▶ _Goal of the exercise_: Each record has to be repeated exactly as given.

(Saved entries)
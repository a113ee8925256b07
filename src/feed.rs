//! Message feed
//!
//! Reads chat messages as JSON lines, one `RawMessage` per line:
//! `{"message_id": 1, "channel_id": "...", "posted_at": "...", "text": "..."}`

use crate::extraction::RawMessage;
use anyhow::{Context, Result};
use log::{info, warn};
use std::fs::File;
use std::io::{self, BufRead, BufReader};
use std::path::Path;

/// Parse every well-formed line; blank lines are ignored, malformed ones logged and skipped
pub fn read_messages(reader: impl BufRead) -> Result<Vec<RawMessage>> {
    let mut messages = Vec::new();
    let mut skipped = 0;

    for (index, raw) in reader.split(b'\n').enumerate() {
        let raw = raw.context("failed to read message feed")?;
        let line = match String::from_utf8(raw) {
            Ok(line) => line,
            Err(e) => {
                skipped += 1;
                warn!("Skipping line {}: not valid UTF-8 ({})", index + 1, e);
                continue;
            }
        };
        let line = line.trim();
        if line.is_empty() {
            continue;
        }
        match serde_json::from_str::<RawMessage>(line) {
            Ok(message) => messages.push(message),
            Err(e) => {
                skipped += 1;
                warn!("Skipping malformed message on line {}: {}", index + 1, e);
            }
        }
    }

    if skipped > 0 {
        warn!("Skipped {} malformed feed lines", skipped);
    }
    Ok(messages)
}

/// Read from a file, or from stdin when `source` is `-`
pub fn read_messages_from(source: &str) -> Result<Vec<RawMessage>> {
    let messages = if source == "-" {
        read_messages(io::stdin().lock())?
    } else {
        let path = Path::new(source);
        let file =
            File::open(path).with_context(|| format!("failed to open feed {}", path.display()))?;
        read_messages(BufReader::new(file))?
    };
    info!("Loaded {} messages from {}", messages.len(), source);
    Ok(messages)
}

▶ _Expected answer_:
repository a113ee8925256b07
filename src/feed.rs
//! Message feed
//!
//! Reads chat messages as JSON lines, one `RawMessage` per line:
//! `{"message_id": 1, "channel_id": "...", "posted_at": "...", "text": "..."}`

use crate::extraction::RawMessage;
use anyhow::{Context, Result};
use log::{info, warn};
use std::fs::File;
use std::io::{self, BufRead, BufReader};
use std::path::Path;

/// Parse every well-formed line; blank lines are ignored, malformed ones logged and skipped
pub fn read_messages(reader: impl BufRead) -> Result<Vec<RawMessage>> {
    let mut messages = Vec::new();
    let mut skipped = 0;

    for (index, raw) in reader.split(b'\n').enumerate() {
        let raw = raw.context("failed to read message feed")?;
        let line = match String::from_utf8(raw) {
            Ok(line) => line,
            Err(e) => {
                skipped += 1;
                warn!("Skipping line {}: not valid UTF-8 ({})", index + 1, e);
                continue;
            }
        };
        let line = line.trim();
        if line.is_empty() {
            continue;
        }
        match serde_json::from_str::<RawMessage>(line) {
            Ok(message) => messages.push(message),
            Err(e) => {
                skipped += 1;
                warn!("Skipping malformed message on line {}: {}", index + 1, e);
            }
        }
    }

    if skipped > 0 {
        warn!("Skipped {} malformed feed lines", skipped);
    }
    Ok(messages)
}

/// Read from a file, or from stdin when `source` is `-`
pub fn read_messages_from(source: &str) -> Result<Vec<RawMessage>> {
    let messages = if source == "-" {
        read_messages(io::stdin().lock())?
    } else {
        let path = Path::new(source);
        let file =
            File::open(path).with_context(|| format!("failed to open feed {}", path.display()))?;
        read_messages(BufReader::new(file))?
    };
    info!("Loaded {} messages from {}", messages.len(), source);
    Ok(messages)
}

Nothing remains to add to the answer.